‘Oh as I was young and easy in the mercy of his means, Time held me green and dying, Though I sang in my chains like the sea.’
Dylan Thomas, Fern Hill
The thought of death obviously frightens most, if not all, of us. The tragic news today of the death of the actor Chadwick Boseman, at aged only 42, brings that sadness and fear home in the sharpest possible terms. Any of us can go in a heartbeat and I don’t care how brave you think you are, but that is a profoundly frightening thought. My own recent brushes with suicide, thoughts of suicide and actual self-harm have brought this home to me as well, as have a few other things, most notably some of the criticism I received from people on social media for talking about this openly. What happened to me, unlike Chadwick Boseman, was not a tragedy – but it could have been. People in a normal state of mind don’t sit with a very sharp pocket knife and slash their wrists, as I did the other week. For others to then go on and sneer at that on social media, yes make me sick to my stomach, but also yes, makes me pity their ignorance and complacency.

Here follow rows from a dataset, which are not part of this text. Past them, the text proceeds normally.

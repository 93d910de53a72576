//! 生成器网络
//!
//! 消费已嵌入、已施加输入 dropout 的序列，经前向/反向两个两层堆叠编码，
//! 拼接四个最终状态 `[h1f, h2f, h1b, h2b]`（[B, 4H]）后仿射投影为 T 个 logit，
//! logistic 压缩得到每词保留概率 `p ∈ (0,1)`。
//!
//! 离散的"保留/丢弃"判定用陡峭 logistic 松弛近似：
//! `keep = sigmoid(60·(p − 0.5))`，在可导的前提下逼近硬阈值；
//! 无效（填充）位置的 keep 被强制为 0。
//!
//! 同时暴露每词 surprise 代价
//! `log_pz = −(keep·ln(p+ε) + (1−keep)·ln(1−p+ε))`，ε = 0.001，
//! 供损失合成器构造稀疏/连贯正则。松弛陡度 60 与 ε 均为需原样保留的设计常数。

use ndarray::{Array1, Array2, Array3, Axis, Zip, concatenate, s};
use rand::rngs::StdRng;
use serde::{Deserialize, Serialize};

use super::cell::{StackCache, StackParams};
use super::{Mode, sigmoid, xavier_uniform};

/// 硬阈值的 logistic 松弛陡度（越大越接近取整，梯度越尖锐）
pub const RELAXATION_STEEPNESS: f32 = 60.0;

/// surprise 代价中的对数下限常数
pub const LOG_EPS: f32 = 0.001;

/// 生成器参数
#[derive(Debug, Clone, Serialize, Deserialize)]
pub struct GeneratorParams {
    /// 前向堆叠（按 0..T 处理）
    pub fwd: StackParams,
    /// 反向堆叠（按 T-1..0 处理）
    pub bwd: StackParams,
    /// 拼接状态到 logit 的投影 [4H, T]
    pub w_out: Array2<f32>,
    /// logit 偏置 [T]
    pub b_out: Array1<f32>,
}

/// 生成器前向输出
pub struct GeneratorOutput {
    /// 每词保留概率 p [B, T]
    pub probs: Array2<f32>,
    /// 饱和且掩码后的保留判定 keep [B, T]（无效位置恒为 0）
    pub keep: Array2<f32>,
    /// 每词 surprise 代价 [B, T]
    pub log_pz: Array2<f32>,
    pub(crate) cache: GeneratorCache,
}

pub(crate) struct GeneratorCache {
    fwd: StackCache,
    bwd: StackCache,
    /// 拼接的最终状态 [B, 4H]
    states: Array2<f32>,
    /// 有效性掩码 [B, T]
    valid: Array2<f32>,
}

impl GeneratorParams {
    pub fn new(
        rng: &mut StdRng,
        embedding_dim: usize,
        hidden: usize,
        max_sentence: usize,
    ) -> Self {
        Self {
            fwd: StackParams::new(rng, embedding_dim, hidden),
            bwd: StackParams::new(rng, embedding_dim, hidden),
            w_out: xavier_uniform(rng, 4 * hidden, max_sentence),
            b_out: Array1::zeros(max_sentence),
        }
    }

    pub fn zeros_like(&self) -> Self {
        Self {
            fwd: self.fwd.zeros_like(),
            bwd: self.bwd.zeros_like(),
            w_out: Array2::zeros(self.w_out.raw_dim()),
            b_out: Array1::zeros(self.b_out.raw_dim()),
        }
    }

    pub fn sq_norm(&self) -> f32 {
        self.fwd.sq_norm()
            + self.bwd.sq_norm()
            + self.w_out.iter().map(|v| v * v).sum::<f32>()
            + self.b_out.iter().map(|v| v * v).sum::<f32>()
    }

    pub fn add_scaled(&mut self, other: &Self, factor: f32) {
        self.fwd.add_scaled(&other.fwd, factor);
        self.bwd.add_scaled(&other.bwd, factor);
        self.w_out.zip_mut_with(&other.w_out, |a, &b| *a += factor * b);
        self.b_out.zip_mut_with(&other.b_out, |a, &b| *a += factor * b);
    }

    pub fn clip(&mut self, limit: f32) {
        self.fwd.clip(limit);
        self.bwd.clip(limit);
        self.w_out.mapv_inplace(|v| v.clamp(-limit, limit));
        self.b_out.mapv_inplace(|v| v.clamp(-limit, limit));
    }

    pub fn max_abs(&self) -> f32 {
        self.fwd
            .max_abs()
            .max(self.bwd.max_abs())
            .max(self.w_out.iter().fold(0.0f32, |a, &v| a.max(v.abs())))
            .max(self.b_out.iter().fold(0.0f32, |a, &v| a.max(v.abs())))
    }

    /// 前向传播
    ///
    /// - `x`: 嵌入且 dropout 后的输入 [B, T, E]
    /// - `valid`: 有效性掩码 [B, T]
    pub(crate) fn forward(
        &self,
        x: &Array3<f32>,
        lengths: &[usize],
        valid: &Array2<f32>,
        mode: Mode,
        keep_prob: f32,
        rng: &mut StdRng,
    ) -> GeneratorOutput {
        let fwd = self.fwd.forward(x, lengths, false, mode, keep_prob, rng);
        let bwd = self.bwd.forward(x, lengths, true, mode, keep_prob, rng);

        let states = concatenate![
            Axis(1),
            fwd.h1_final,
            fwd.h2_final,
            bwd.h1_final,
            bwd.h2_final
        ];

        let mut logits = states.dot(&self.w_out);
        logits += &self.b_out;
        let probs = logits.mapv(sigmoid);

        // 陡峭 logistic 松弛 + 无效位置强制 keep = 0
        let keep = Zip::from(&probs)
            .and(valid)
            .map_collect(|&p, &m| m * sigmoid(RELAXATION_STEEPNESS * (p - 0.5)));

        let log_pz = Zip::from(&keep).and(&probs).map_collect(|&k, &p| {
            -(k * (p + LOG_EPS).ln() + (1.0 - k) * (1.0 - p + LOG_EPS).ln())
        });

        GeneratorOutput {
            probs,
            keep,
            log_pz,
            cache: GeneratorCache {
                fwd: fwd.cache,
                bwd: bwd.cache,
                states,
                valid: valid.clone(),
            },
        }
    }

    /// 反向传播
    ///
    /// 梯度只经由 surprise 代价进入（门控替换本身不传导），
    /// keep 对 p 的依赖（含松弛陡度）一并计入链式法则。
    pub(crate) fn backward(
        &self,
        out: &GeneratorOutput,
        g_log_pz: &Array2<f32>,
    ) -> GeneratorParams {
        let mut grads = self.zeros_like();

        // d log_pz / d p，其中 keep = m·sigmoid(60(p−0.5))
        let g_probs = Zip::from(g_log_pz)
            .and(&out.probs)
            .and(&out.keep)
            .and(&out.cache.valid)
            .map_collect(|&g, &p, &k, &m| {
                let s = sigmoid(RELAXATION_STEEPNESS * (p - 0.5));
                let k_prime = m * RELAXATION_STEEPNESS * s * (1.0 - s);
                let d = -(k_prime * (p + LOG_EPS).ln() + k / (p + LOG_EPS)
                    - k_prime * (1.0 - p + LOG_EPS).ln()
                    - (1.0 - k) / (1.0 - p + LOG_EPS));
                g * d
            });

        // logit = states·W + b，p = sigmoid(logit)
        let g_logits = Zip::from(&g_probs)
            .and(&out.probs)
            .map_collect(|&g, &p| g * p * (1.0 - p));

        grads.w_out = out.cache.states.t().dot(&g_logits);
        grads.b_out = g_logits.sum_axis(Axis(0));

        let g_states = g_logits.dot(&self.w_out.t());
        let h = self.fwd.layer1.w_h.nrows();
        let g_h1f = g_states.slice(s![.., 0..h]).to_owned();
        let g_h2f = g_states.slice(s![.., h..2 * h]).to_owned();
        let g_h1b = g_states.slice(s![.., 2 * h..3 * h]).to_owned();
        let g_h2b = g_states.slice(s![.., 3 * h..4 * h]).to_owned();

        grads.fwd = self.fwd.backward(&out.cache.fwd, g_h1f, g_h2f);
        grads.bwd = self.bwd.backward(&out.cache.bwd, g_h1b, g_h2b);

        grads
    }
}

They clearly have no idea what goes on in a suicidal mind (‘a kind of temporary schizophrenia’, the psychiatrist told me later). One of them even sneered, and I quote, ‘Suicide is easy’. I can’t tell you, because I’m too polite, the contempt I have for that kind of approach, but I can say this: try it yourself (actually don’t, obviously) and see how easy it is. Good luck with that.
Tragedy, real tragedy, is the death of a young person, like Chadwick Boseman, at an early age. But tragedy too is the sight of someone of any age pulling a knife on themselves and making a terrible bid to make the pain in their head go away. Sneer at it at your peril, as one day, and I pray that that day never comes, that person might just be you.